▶ What the task requires:
Among the entries below, count the lines that contain the word "this". Respond with the count only.

********************

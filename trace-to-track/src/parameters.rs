//! Defines the parameters used by the address map, the feature extractor,
//! the track reconstructor, the event pipeline and the simulator.
use crate::channels::ChannelAddress;
use clap::Args;
use radical_common::{
    CHANNELS_PER_GROUP, CHANNELS_PER_MODULE, NUM_MODULES, Real, SAMPLE_TIME_NS,
    SAMPLES_PER_CHANNEL,
};

pub const DEFAULT_FRACTION: Real = 0.5;
pub const DEFAULT_SKIP_SAMPLES: usize = 3;
pub const DEFAULT_PEDESTAL_SAMPLES: usize = 50;
pub const DEFAULT_SEARCH_FLOOR: usize = 6;
pub const DEFAULT_SEARCH_GAP: usize = 2;

pub const DEFAULT_MIN_PEAK: Real = 20.0;
pub const DEFAULT_MM_PER_NS: Real = 7.0 / 36.0;

pub const DEFAULT_PROGRESS_INTERVAL: usize = 1000;

/// Shape of the flat amplitude and time arrays delivered with each event.
#[derive(Debug, Clone, PartialEq, Args)]
pub struct DigitiserLayout {
    /// Number of samples recorded by each channel in each event.
    #[clap(long, default_value_t = SAMPLES_PER_CHANNEL)]
    pub samples_per_channel: usize,

    /// Number of channels read out by each module.
    #[clap(long, default_value_t = CHANNELS_PER_MODULE)]
    pub channels_per_module: usize,

    /// Number of consecutive channels sharing one time base.
    #[clap(long, default_value_t = CHANNELS_PER_GROUP)]
    pub channels_per_group: usize,

    /// Number of modules in the readout.
    #[clap(long, default_value_t = NUM_MODULES)]
    pub num_modules: usize,
}

impl Default for DigitiserLayout {
    fn default() -> Self {
        Self {
            samples_per_channel: SAMPLES_PER_CHANNEL,
            channels_per_module: CHANNELS_PER_MODULE,
            channels_per_group: CHANNELS_PER_GROUP,
            num_modules: NUM_MODULES,
        }
    }
}

/// Encapsulates the parameters of the pedestal, peak and constant-fraction search.
#[derive(Debug, Clone, PartialEq, Args)]
pub struct FeatureParameters {
    /// The leading edge is timed where it crosses this fraction of the peak.
    #[clap(long, default_value_t = DEFAULT_FRACTION)]
    pub fraction: Real,

    /// Leading samples ignored by every search, as they are noisy on acquisition.
    #[clap(long, default_value_t = DEFAULT_SKIP_SAMPLES)]
    pub skip_samples: usize,

    /// Number of samples, following the skipped ones, averaged into the pedestal.
    #[clap(long, default_value_t = DEFAULT_PEDESTAL_SAMPLES)]
    pub pedestal_samples: usize,

    /// Lowest sample index visited by the backward crossing search.
    #[clap(long, default_value_t = DEFAULT_SEARCH_FLOOR)]
    pub search_floor: usize,

    /// The backward crossing search starts this many samples before the peak.
    #[clap(long, default_value_t = DEFAULT_SEARCH_GAP)]
    pub search_gap: usize,
}

impl Default for FeatureParameters {
    fn default() -> Self {
        Self {
            fraction: DEFAULT_FRACTION,
            skip_samples: DEFAULT_SKIP_SAMPLES,
            pedestal_samples: DEFAULT_PEDESTAL_SAMPLES,
            search_floor: DEFAULT_SEARCH_FLOOR,
            search_gap: DEFAULT_SEARCH_GAP,
        }
    }
}

/// Encapsulates the wire chamber gate and calibration.
#[derive(Debug, Clone, PartialEq, Args)]
pub struct TrackParameters {
    /// Each reference pulse must exceed this peak (raw units) for the track to be valid.
    #[clap(long, default_value_t = DEFAULT_MIN_PEAK)]
    pub min_peak: Real,

    /// Wire chamber calibration, in mm per ns of timing difference.
    #[clap(long, default_value_t = DEFAULT_MM_PER_NS)]
    pub mm_per_ns: Real,
}

impl Default for TrackParameters {
    fn default() -> Self {
        Self {
            min_peak: DEFAULT_MIN_PEAK,
            mm_per_ns: DEFAULT_MM_PER_NS,
        }
    }
}

/// Addresses of the four wire chamber channels, given as `module,group,channel`.
#[derive(Debug, Clone, PartialEq, Args)]
pub struct ReferenceChannels {
    #[clap(long = "left-channel", default_value = "1,1,2")]
    pub left: ChannelAddress,

    #[clap(long = "right-channel", default_value = "1,1,1")]
    pub right: ChannelAddress,

    #[clap(long = "up-channel", default_value = "1,1,5")]
    pub up: ChannelAddress,

    #[clap(long = "down-channel", default_value = "1,1,3")]
    pub down: ChannelAddress,
}

impl Default for ReferenceChannels {
    fn default() -> Self {
        Self {
            left: ChannelAddress::new(1, 1, 2),
            right: ChannelAddress::new(1, 1, 1),
            up: ChannelAddress::new(1, 1, 5),
            down: ChannelAddress::new(1, 1, 3),
        }
    }
}

/// Channels combined into the per-event calorimeter observables.
#[derive(Debug, Clone, PartialEq, Args)]
pub struct ChannelSelection {
    /// Channels whose peaks are summed into the low gain observable.
    #[clap(
        long = "low-gain-channels",
        num_args = 1..,
        default_values = ["1,0,0", "1,0,1", "1,0,2", "1,0,3", "1,0,4", "1,0,5", "1,0,6", "1,0,7"]
    )]
    pub low_gain: Vec<ChannelAddress>,

    /// Channels whose peaks are summed into the lead glass observable.
    #[clap(
        long = "lead-glass-channels",
        num_args = 1..,
        default_values = ["0,0,10", "0,0,11", "0,0,12", "0,0,13"]
    )]
    pub lead_glass: Vec<ChannelAddress>,

    /// Channel whose leading edge time is reported for every accepted event.
    #[clap(long, default_value = "0,0,7")]
    pub timing_reference: ChannelAddress,
}

impl Default for ChannelSelection {
    fn default() -> Self {
        Self {
            low_gain: (0..8).map(|channel| ChannelAddress::new(1, 0, channel)).collect(),
            lead_glass: (10..14)
                .map(|channel| ChannelAddress::new(0, 0, channel))
                .collect(),
            timing_reference: ChannelAddress::new(0, 0, 7),
        }
    }
}

/// Encapsulates the parameters of the synthetic event source.
#[derive(Debug, Clone, PartialEq, Args)]
pub struct SimulationParameters {
    /// Seed for the random number generator. If absent the generator is seeded from the OS.
    #[clap(long)]
    pub seed: Option<u64>,

    /// Mean horizontal beam position (mm).
    #[clap(long, default_value_t = 10.0)]
    pub beam_x_mean: Real,

    /// Mean vertical beam position (mm).
    #[clap(long, default_value_t = 0.0)]
    pub beam_y_mean: Real,

    /// Standard deviation of the beam profile in both directions (mm).
    #[clap(long, default_value_t = 5.0)]
    pub beam_sd: Real,

    /// Baseline of every channel (mV).
    #[clap(long, default_value_t = 100.0)]
    pub baseline: Real,

    /// Standard deviation of the gaussian noise added to every sample (mV).
    #[clap(long, default_value_t = 1.0)]
    pub noise_sd: Real,

    /// Depth of the wire chamber pulses of accepted events (mV).
    #[clap(long, default_value_t = 150.0)]
    pub reference_amplitude: Real,

    /// Depth of the wire chamber pulses of events meant to be rejected (mV).
    #[clap(long, default_value_t = 10.0)]
    pub rejected_amplitude: Real,

    /// Mean depth of the exponentially distributed pulses on the other channels (mV).
    #[clap(long, default_value_t = 120.0)]
    pub mean_pulse_amplitude: Real,

    /// Duration of the leading edge of every pulse (ns).
    #[clap(long, default_value_t = 1.6)]
    pub rise_time: Real,

    /// Duration of the trailing edge of every pulse (ns).
    #[clap(long, default_value_t = 6.0)]
    pub fall_time: Real,

    /// Time at which the pulses of a centred beam cross half their depth (ns).
    #[clap(long, default_value_t = 100.0)]
    pub trigger_time: Real,

    /// Interval between consecutive samples (ns).
    #[clap(long, default_value_t = SAMPLE_TIME_NS)]
    pub sample_time: Real,

    /// Probability that an event carries sub-threshold wire chamber pulses.
    #[clap(long, default_value_t = 0.1)]
    pub rejected_fraction: Real,
}

impl Default for SimulationParameters {
    fn default() -> Self {
        Self {
            seed: None,
            beam_x_mean: 10.0,
            beam_y_mean: 0.0,
            beam_sd: 5.0,
            baseline: 100.0,
            noise_sd: 1.0,
            reference_amplitude: 150.0,
            rejected_amplitude: 10.0,
            mean_pulse_amplitude: 120.0,
            rise_time: 1.6,
            fall_time: 6.0,
            trigger_time: 100.0,
            sample_time: SAMPLE_TIME_NS,
            rejected_fraction: 0.1,
        }
    }
}

#[cfg(test)]
mod tests {
    use super::*;
    use clap::Parser;

    #[derive(Debug, Parser)]
    struct TestCli {
        #[command(flatten)]
        layout: DigitiserLayout,
        #[command(flatten)]
        features: FeatureParameters,
        #[command(flatten)]
        track: TrackParameters,
        #[command(flatten)]
        references: ReferenceChannels,
        #[command(flatten)]
        selection: ChannelSelection,
        #[command(flatten)]
        simulation: SimulationParameters,
    }

    #[test]
    fn command_line_defaults_match_default_impls() {
        let cli = TestCli::parse_from(["test"]);
        assert_eq!(cli.layout, DigitiserLayout::default());
        assert_eq!(cli.features, FeatureParameters::default());
        assert_eq!(cli.track, TrackParameters::default());
        assert_eq!(cli.references, ReferenceChannels::default());
        assert_eq!(cli.selection, ChannelSelection::default());
        assert_eq!(cli.simulation, SimulationParameters::default());
    }

    #[test]
    fn channels_from_command_line() {
        let cli = TestCli::parse_from([
            "test",
            "--left-channel",
            "0,1,3",
            "--lead-glass-channels",
            "0,0,1",
            "0,0,2",
            "--fraction",
            "0.2",
        ]);
        assert_eq!(cli.references.left, ChannelAddress::new(0, 1, 3));
        assert_eq!(cli.references.right, ChannelAddress::new(1, 1, 1));
        assert_eq!(
            cli.selection.lead_glass,
            vec![ChannelAddress::new(0, 0, 1), ChannelAddress::new(0, 0, 2)]
        );
        assert_eq!(cli.features.fraction, 0.2);
    }

    #[test]
    fn malformed_channel_is_refused() {
        assert!(TestCli::try_parse_from(["test", "--up-channel", "1,1"]).is_err());
    }
}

********************

▶ Solution:
3